• WHAT YOU NEED TO DO: Write out again, exactly, the lines of the listing below from the first one through the one that contains "let table = StoredValue::new(PersonaTable::builtin());", and no other lines.

• EXTRACTED ENTRIES:
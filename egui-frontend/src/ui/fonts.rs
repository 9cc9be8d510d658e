//! Text-style table for the app. Sizes follow the product's typography
//! scale and are multiplied by the font-size preference before being
//! installed into the egui style.

use eframe::egui::{FontFamily, FontId, Style, TextStyle};

/// Base sizes (in points) for each egui text style at the Medium setting
const BASE_SMALL: f32 = 11.0;
const BASE_BODY: f32 = 14.0;
const BASE_BUTTON: f32 = 14.0;
const BASE_HEADING: f32 = 22.0;
const BASE_MONOSPACE: f32 = 13.0;

/// Install the scaled text styles into the given style
pub fn apply_text_styles(style: &mut Style, scale: f32) {
    style.text_styles = [
        (
            TextStyle::Small,
            FontId::new(BASE_SMALL * scale, FontFamily::Proportional),
        ),
        (
            TextStyle::Body,
            FontId::new(BASE_BODY * scale, FontFamily::Proportional),
        ),
        (
            TextStyle::Button,
            FontId::new(BASE_BUTTON * scale, FontFamily::Proportional),
        ),
        (
            TextStyle::Heading,
            FontId::new(BASE_HEADING * scale, FontFamily::Proportional),
        ),
        (
            TextStyle::Monospace,
            FontId::new(BASE_MONOSPACE * scale, FontFamily::Monospace),
        ),
    ]
    .into();
}

#[cfg(test)]
mod tests {
    use super::*;

    #[test]
    fn test_scale_applies_to_every_style() {
        let mut style = Style::default();
        apply_text_styles(&mut style, 1.2);
        let body = style.text_styles.get(&TextStyle::Body).unwrap();
        assert!((body.size - BASE_BODY * 1.2).abs() < f32::EPSILON);
        let heading = style.text_styles.get(&TextStyle::Heading).unwrap();
        assert!((heading.size - BASE_HEADING * 1.2).abs() < f32::EPSILON);
    }
}
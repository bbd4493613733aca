use crate::components::answer::AnswerPanel;
use leptos::prelude::*;
use sensei_core::{Answer, Persona, PersonaTable};

#[server]
pub async fn ask_expert(persona_id: String, question: String) -> Result<Answer, ServerFnError> {
    use crate::server::ask;

    ask::submit(persona_id, question)
        .await
        .map_err(ServerFnError::new)
}

#[component]
pub fn Home() -> impl IntoView {
    let table = StoredValue::new(PersonaTable::builtin());
    let personas: Vec<Persona> = table.with_value(|t| t.personas().to_vec());
    let default_id = table.with_value(|t| t.default_persona().id.clone());

    let (persona_id, set_persona_id) = signal(default_id);
    let (question, set_question) = signal(String::new());
    let (response, set_response) = signal(Option::<Answer>::None);
    let (loading, set_loading) = signal(false);
    let (error, set_error) = signal(Option::<String>::None);

    // Label of the currently selected persona
    let selected_label = move || {
        let id = persona_id.get();
        table.with_value(|t| t.get(&id).map(|p| p.label.clone()))
            .unwrap_or_else(|| "expert".to_string())
    };

    // Example question changes with the selected persona
    let placeholder = move || {
        let id = persona_id.get();
        table.with_value(|t| t.get(&id).map(|p| p.placeholder.clone()))
            .unwrap_or_default()
    };

    // Shared submit function
    let do_ask = move |question_text: String| {
        if question_text.trim().is_empty() || loading.get() {
            return;
        }

        let selected = persona_id.get();

        set_loading.set(true);
        set_error.set(None);

        leptos::task::spawn_local(async move {
            match ask_expert(selected, question_text).await {
                Ok(answer) => {
                    set_response.set(Some(answer));
                    set_error.set(None);
                }
                Err(e) => {
                    set_error.set(Some(format!("⚠️ {}", e)));
                    leptos::logging::error!("API Error: {}", e);
                }
            }
            set_loading.set(false);
        });
    };

    let on_submit = move |ev: web_sys::SubmitEvent| {
        ev.prevent_default();
        do_ask(question.get());
    };

    // Handle Enter key (Shift+Enter for new line)
    let on_keydown = move |ev: web_sys::KeyboardEvent| {
        if ev.key() == "Enter" && !ev.shift_key() {
            ev.prevent_default();
            do_ask(question.get());
        }
    };

    view! {
        <div class="home-container">
            <header class="hero">
                <h1>"💡 Sensei"</h1>
                <p class="tagline">"Pick an expert, ask your question, get an expert answer"</p>
            </header>

            <section class="usage">
                <p>
                    "This app switches the persona a language model adopts before answering. "
                    "Choose the expert you want on the left, type your question below, and press "
                    <strong>"Ask the expert"</strong> "."
                </p>
            </section>

            <div class="ask-layout">
                <fieldset class="persona-picker">
                    <legend>"👤 Choose an expert"</legend>
                    <For
                        each=move || personas.clone()
                        key=|p| p.id.clone()
                        children=move |p: Persona| {
                            let id = p.id.clone();
                            let checked_id = p.id.clone();
                            view! {
                                <label class="persona-option">
                                    <input
                                        type="radio"
                                        name="persona"
                                        prop:checked=move || persona_id.get() == checked_id
                                        on:change=move |_| set_persona_id.set(id.clone())
                                        prop:disabled=loading
                                    />
                                    <span>{p.label.clone()}</span>
                                </label>
                            }
                        }
                    />
                    <p class="persona-current">
                        "Currently selected: " <strong>{selected_label}</strong>
                    </p>
                </fieldset>

                <form class="ask-form" on:submit=on_submit>
                    <textarea
                        class="question-input"
                        placeholder=placeholder
                        rows="5"
                        prop:value=question
                        on:input=move |ev| set_question.set(event_target_value(&ev))
                        on:keydown=on_keydown
                        prop:disabled=loading
                    />

                    <button
                        type="submit"
                        class="ask-button"
                        prop:disabled=move || loading.get() || question.get().trim().is_empty()
                    >
                        {move || if loading.get() {
                            "🚀 Asking..."
                        } else {
                            "🚀 Ask the expert"
                        }}
                    </button>
                </form>
            </div>

            // Busy indicator naming the persona
            {move || loading.get().then(|| view! {
                <div class="busy-message">
                    "The " <strong>{selected_label}</strong> " is preparing an answer... please wait."
                </div>
            })}

            // Errors render in the same display region as answers
            {move || error.get().map(|err| view! {
                <div class="error-message">
                    <span>{err}</span>
                </div>
            })}

            {move || response.get().map(|answer| view! {
                <AnswerPanel answer=answer />
            })}

            // Idle hint before the first submission
            {move || (response.get().is_none() && error.get().is_none() && !loading.get()).then(|| view! {
                <div class="idle-hint">
                    "↑ Select an expert, enter a question, and press the button."
                </div>
            })}
        </div>
    }
}
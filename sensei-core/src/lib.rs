// Persona table and wire models are always available
pub mod models;
pub mod persona;

// Server-only modules
#[cfg(feature = "server")]
pub mod ask;
#[cfg(feature = "server")]
pub mod config;
#[cfg(feature = "server")]
pub mod http;
#[cfg(feature = "server")]
pub mod openai;

// Re-export commonly used types
pub use models::Answer;
pub use persona::{FALLBACK_INSTRUCTION, Persona, PersonaTable};

#[cfg(feature = "server")]
pub use ask::{AskError, AskService, ChatBackend, OpenAiChat};
#[cfg(feature = "server")]
pub use config::Config;
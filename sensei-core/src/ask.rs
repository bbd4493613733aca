//! Ask service: validation plus one completion call per submission
//!
//! Every submission pairs exactly one persona instruction with exactly one
//! question. The service holds no state across submissions; two calls with
//! identical inputs are independent.

use crate::models::Answer;
use crate::openai::{self, ChatRequest, DEFAULT_MODEL, DEFAULT_TEMPERATURE, Message};
use crate::persona::PersonaTable;
use anyhow::Result;
use async_trait::async_trait;
use std::time::Instant;
use tracing::{info, warn};

/// Remediation hint appended to remote-failure messages
const CREDENTIAL_HINT: &str = "verify the OPENAI_API_KEY environment variable is set correctly";

/// Boundary to the hosted chat-completion provider.
///
/// Implementors encapsulate transport and vendor details; the service stays
/// decoupled from any particular provider or HTTP client.
#[async_trait]
pub trait ChatBackend: Send + Sync {
    /// Issue one completion call and return the response text
    async fn complete(&self, api_key: &str, request: &ChatRequest) -> Result<String>;
}

/// Production backend calling the OpenAI chat completions API
#[derive(Debug, Clone, Copy, Default)]
pub struct OpenAiChat;

#[async_trait]
impl ChatBackend for OpenAiChat {
    async fn complete(&self, api_key: &str, request: &ChatRequest) -> Result<String> {
        let response = openai::chat_completion(request, api_key).await?;
        Ok(response.content_or_err()?.to_string())
    }
}

/// Why a submission produced no answer.
///
/// `MissingCredential` and `EmptyQuestion` are pre-call validation failures:
/// the backend is never invoked for them. `Upstream` wraps any failure of the
/// call itself (network, auth rejection, provider error, malformed response).
#[derive(Debug, thiserror::Error)]
pub enum AskError {
    #[error("API credential is not configured")]
    MissingCredential,
    #[error("question text is empty")]
    EmptyQuestion,
    #[error("model call failed: {detail}")]
    Upstream { detail: String },
}

impl AskError {
    /// Human-readable rendering for the display area
    pub fn display_text(&self) -> String {
        match self {
            AskError::MissingCredential => {
                "The OPENAI_API_KEY environment variable is not set. \
                 Set it before asking a question."
                    .to_string()
            }
            AskError::EmptyQuestion => "Please enter a question before submitting.".to_string(),
            AskError::Upstream { detail } => {
                format!("An error occurred while calling the model: {detail} (hint: {CREDENTIAL_HINT})")
            }
        }
    }
}

/// Forwards one validated question at a time to a chat backend.
///
/// The API credential is injected at construction rather than read from the
/// environment inside the call path.
pub struct AskService<B: ChatBackend> {
    backend: B,
    credential: Option<String>,
    personas: PersonaTable,
    model: String,
    temperature: f32,
}

impl<B: ChatBackend> AskService<B> {
    pub fn new(backend: B, credential: Option<String>, personas: PersonaTable) -> Self {
        Self {
            backend,
            credential,
            personas,
            model: DEFAULT_MODEL.to_string(),
            temperature: DEFAULT_TEMPERATURE,
        }
    }

    /// Override the model identifier
    pub fn with_model(mut self, model: impl Into<String>) -> Self {
        self.model = model.into();
        self
    }

    /// Override the sampling temperature
    pub fn with_temperature(mut self, temperature: f32) -> Self {
        self.temperature = temperature;
        self
    }

    pub fn personas(&self) -> &PersonaTable {
        &self.personas
    }

    /// Validate and submit one question as the given persona.
    ///
    /// Builds the ordered two-message exchange (persona instruction, then the
    /// user's question) and issues exactly one completion call. Unrecognized
    /// persona ids silently resolve to the fallback instruction.
    pub async fn submit(&self, persona_id: &str, question: &str) -> Result<Answer, AskError> {
        let api_key = self.credential.as_deref().ok_or(AskError::MissingCredential)?;

        let question = question.trim();
        if question.is_empty() {
            return Err(AskError::EmptyQuestion);
        }

        let instruction = self.personas.resolve(persona_id);
        let request = ChatRequest::new(
            &self.model,
            vec![Message::system(instruction), Message::user(question)],
        )
        .temperature(self.temperature);

        let start = Instant::now();
        match self.backend.complete(api_key, &request).await {
            Ok(text) => {
                info!(
                    persona = %persona_id,
                    model = %self.model,
                    duration_ms = %start.elapsed().as_millis(),
                    "Completion call succeeded"
                );
                Ok(Answer {
                    persona_id: persona_id.to_string(),
                    persona_label: self
                        .personas
                        .get(persona_id)
                        .map(|p| p.label.clone())
                        .unwrap_or_else(|| persona_id.to_string()),
                    text,
                })
            }
            Err(e) => {
                warn!(
                    persona = %persona_id,
                    model = %self.model,
                    duration_ms = %start.elapsed().as_millis(),
                    error = %e,
                    "Completion call failed"
                );
                Err(AskError::Upstream {
                    detail: format!("{e:#}"),
                })
            }
        }
    }
}
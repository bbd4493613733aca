#[cfg(feature = "ssr")]
pub const VERSION: &str = env!("CARGO_PKG_VERSION");
#[cfg(feature = "ssr")]
pub const GIT_HASH: &str = env!("GIT_HASH");
#[cfg(feature = "ssr")]
pub const BUILD_TIME: &str = env!("BUILD_TIME");

#[cfg(feature = "ssr")]
#[tokio::main]
async fn main() -> Result<(), Box<dyn std::error::Error>> {
    use axum::response::Json;
    use axum::{Router, routing::get};
    use leptos::prelude::*;
    use leptos_axum::{LeptosRoutes, generate_route_list};
    use sensei_web::app::App;
    use serde_json::json;
    use tower_http::cors::{AllowOrigin, CorsLayer};
    use tower_http::services::ServeDir;

    // Load .env
    dotenvy::dotenv().ok();

    // Initialize logging
    tracing_subscriber::fmt()
        .with_target(false)
        .with_level(true)
        .init();

    tracing::info!(
        "Starting Sensei v{}-{} (built {})",
        VERSION,
        GIT_HASH,
        BUILD_TIME
    );

    // The process serves without the key; submissions surface the missing
    // credential as a validation message instead.
    if std::env::var("OPENAI_API_KEY").is_err() {
        tracing::warn!("OPENAI_API_KEY not set - questions will fail validation until it is set");
    }

    // Leptos configuration
    let conf = get_configuration(None).expect("Failed to load Leptos configuration");
    let addr = conf.leptos_options.site_addr;
    let leptos_options = conf.leptos_options;
    let routes = generate_route_list(App);

    // Version endpoint handler
    async fn version_handler() -> Json<serde_json::Value> {
        Json(json!({
            "version": VERSION,
            "git_hash": GIT_HASH,
            "build_time": BUILD_TIME
        }))
    }

    // Build Axum router
    let app = Router::new()
        .route("/api/version", get(version_handler))
        .leptos_routes(&leptos_options, routes, {
            let leptos_options = leptos_options.clone();
            move || {
                use leptos::prelude::*;
                use leptos_meta::MetaTags;

                view! {
                    <!DOCTYPE html>
                    <html lang="en">
                        <head>
                            <meta charset="utf-8" />
                            <meta name="viewport" content="width=device-width, initial-scale=1" />
                            <AutoReload options=leptos_options.clone() />
                            <HydrationScripts options=leptos_options.clone() />
                            <MetaTags />
                            <link rel="stylesheet" href="/pkg/sensei-web.css" />
                        </head>
                        <body>
                            <App />
                        </body>
                    </html>
                }
            }
        })
        .fallback_service(ServeDir::new(leptos_options.site_root.as_ref()))
        .layer(
            CorsLayer::new()
                .allow_origin(AllowOrigin::list([
                    "http://localhost:3000".parse().unwrap(),
                    "http://127.0.0.1:3000".parse().unwrap(),
                ]))
                .allow_methods([axum::http::Method::GET, axum::http::Method::POST])
                .allow_headers([axum::http::header::CONTENT_TYPE]),
        )
        .with_state(leptos_options);

    // Start server
    let listener = tokio::net::TcpListener::bind(&addr)
        .await
        .map_err(|e| format!("Failed to bind to {}: {}", addr, e))?;

    tracing::info!("Server running at http://{}", addr);

    axum::serve(listener, app)
        .await
        .map_err(|e| format!("Server error: {}", e))?;

    Ok(())
}

#[cfg(not(feature = "ssr"))]
pub fn main() {
    // Client-side main is empty - everything is managed via wasm
}
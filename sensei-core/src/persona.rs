//! Builtin expert personas and selector resolution
//!
//! A persona is a named behavioral profile: the system instruction the model
//! is asked to adopt before it sees the user's question. The table is a small
//! closed set defined at startup; adding a persona is a data change, not a
//! logic change.

use serde::{Deserialize, Serialize};

/// Instruction used when a selector value matches no configured persona.
///
/// The UI constrains input to the configured set, so this path is defensive
/// rather than reachable in normal operation.
pub const FALLBACK_INSTRUCTION: &str = "You are a general-purpose assistant. Answer politely.";

/// Selector value of the IT consultant persona (the UI default)
pub const IT_CONSULTANT_ID: &str = "it-consultant";

/// Selector value of the historian persona
pub const HISTORIAN_ID: &str = "historian";

const IT_CONSULTANT_INSTRUCTION: &str = "You are the world's finest IT technology consultant. \
    Explain the latest technology trends, programming, and system design accurately and clearly. \
    Your answers are expert-level, but keep the wording friendly enough for anyone to follow.";

const HISTORIAN_INSTRUCTION: &str = "You are a veteran historian with deep knowledge of world \
    history, national histories, and cultural history. Answer questions with detailed, insightful \
    responses from multiple perspectives. Ground your answers in sources and stay strictly \
    objective.";

/// A named behavioral profile for the model
#[derive(Debug, Clone, PartialEq, Serialize, Deserialize)]
pub struct Persona {
    pub id: String,
    pub label: String,
    /// System instruction sent before the user's question
    pub instruction: String,
    /// Example question shown in the empty input field
    pub placeholder: String,
}

/// Closed mapping from selector value to persona
#[derive(Debug, Clone)]
pub struct PersonaTable {
    personas: Vec<Persona>,
}

#[derive(Debug, thiserror::Error)]
pub enum PersonaTableError {
    #[error("persona table is empty")]
    Empty,
    #[error("persona '{0}' has an empty instruction")]
    EmptyInstruction(String),
}

impl PersonaTable {
    /// Build a table, validating that it is non-empty and that every persona
    /// carries a non-empty instruction.
    pub fn new(personas: Vec<Persona>) -> Result<Self, PersonaTableError> {
        if personas.is_empty() {
            return Err(PersonaTableError::Empty);
        }
        for persona in &personas {
            if persona.instruction.trim().is_empty() {
                return Err(PersonaTableError::EmptyInstruction(persona.id.clone()));
            }
        }
        Ok(Self { personas })
    }

    /// The fixed builtin set: IT consultant first (UI default), then historian.
    pub fn builtin() -> Self {
        Self::new(vec![
            Persona {
                id: IT_CONSULTANT_ID.to_string(),
                label: "IT Consultant".to_string(),
                instruction: IT_CONSULTANT_INSTRUCTION.to_string(),
                placeholder: "e.g. Tell me about the latest trends in quantum computing."
                    .to_string(),
            },
            Persona {
                id: HISTORIAN_ID.to_string(),
                label: "Historian".to_string(),
                instruction: HISTORIAN_INSTRUCTION.to_string(),
                placeholder: "e.g. Explain how the Industrial Revolution changed society."
                    .to_string(),
            },
        ])
        .expect("builtin persona table is valid")
    }

    /// Resolve a selector value to its instruction text.
    ///
    /// Exact lookup; an unrecognized value resolves to
    /// [`FALLBACK_INSTRUCTION`] instead of failing.
    pub fn resolve(&self, id: &str) -> &str {
        self.get(id)
            .map(|p| p.instruction.as_str())
            .unwrap_or(FALLBACK_INSTRUCTION)
    }

    /// Look up a persona by selector value
    pub fn get(&self, id: &str) -> Option<&Persona> {
        self.personas.iter().find(|p| p.id == id)
    }

    /// All personas, in display order
    pub fn personas(&self) -> &[Persona] {
        &self.personas
    }

    /// The persona selected by default (first in display order)
    pub fn default_persona(&self) -> &Persona {
        &self.personas[0]
    }
}

impl Default for PersonaTable {
    fn default() -> Self {
        Self::builtin()
    }
}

• OUTPUT OF THE TASK:
filename egui-frontend/src/ui/fonts.rs
repository 9cc9be8d510d658e
//! Text-style table for the app. Sizes follow the product's typography
//! scale and are multiplied by the font-size preference before being
//! installed into the egui style.

use eframe::egui::{FontFamily, FontId, Style, TextStyle};

/// Base sizes (in points) for each egui text style at the Medium setting
const BASE_SMALL: f32 = 11.0;
const BASE_BODY: f32 = 14.0;
const BASE_BUTTON: f32 = 14.0;
const BASE_HEADING: f32 = 22.0;
const BASE_MONOSPACE: f32 = 13.0;

/// Install the scaled text styles into the given style
pub fn apply_text_styles(style: &mut Style, scale: f32) {
    style.text_styles = [
        (
            TextStyle::Small,
            FontId::new(BASE_SMALL * scale, FontFamily::Proportional),
        ),
        (
            TextStyle::Body,
            FontId::new(BASE_BODY * scale, FontFamily::Proportional),
        ),
        (
            TextStyle::Button,
            FontId::new(BASE_BUTTON * scale, FontFamily::Proportional),
        ),
        (
            TextStyle::Heading,
            FontId::new(BASE_HEADING * scale, FontFamily::Proportional),
        ),
        (
            TextStyle::Monospace,
            FontId::new(BASE_MONOSPACE * scale, FontFamily::Monospace),
        ),
    ]
    .into();
}

#[cfg(test)]
mod tests {
    use super::*;

    #[test]
    fn test_scale_applies_to_every_style() {
        let mut style = Style::default();
        apply_text_styles(&mut style, 1.2);
        let body = style.text_styles.get(&TextStyle::Body).unwrap();
        assert!((body.size - BASE_BODY * 1.2).abs() < f32::EPSILON);
        let heading = style.text_styles.get(&TextStyle::Heading).unwrap();
        assert!((heading.size - BASE_HEADING * 1.2).abs() < f32::EPSILON);
    }
}
repository bbd4493613733aca
use crate::components::answer::AnswerPanel;
use leptos::prelude::*;
use sensei_core::{Answer, Persona, PersonaTable};

#[server]
pub async fn ask_expert(persona_id: String, question: String) -> Result<Answer, ServerFnError> {
    use crate::server::ask;

    ask::submit(persona_id, question)
        .await
        .map_err(ServerFnError::new)
}

#[component]
pub fn Home() -> impl IntoView {
    let table = StoredValue::new(PersonaTable::builtin());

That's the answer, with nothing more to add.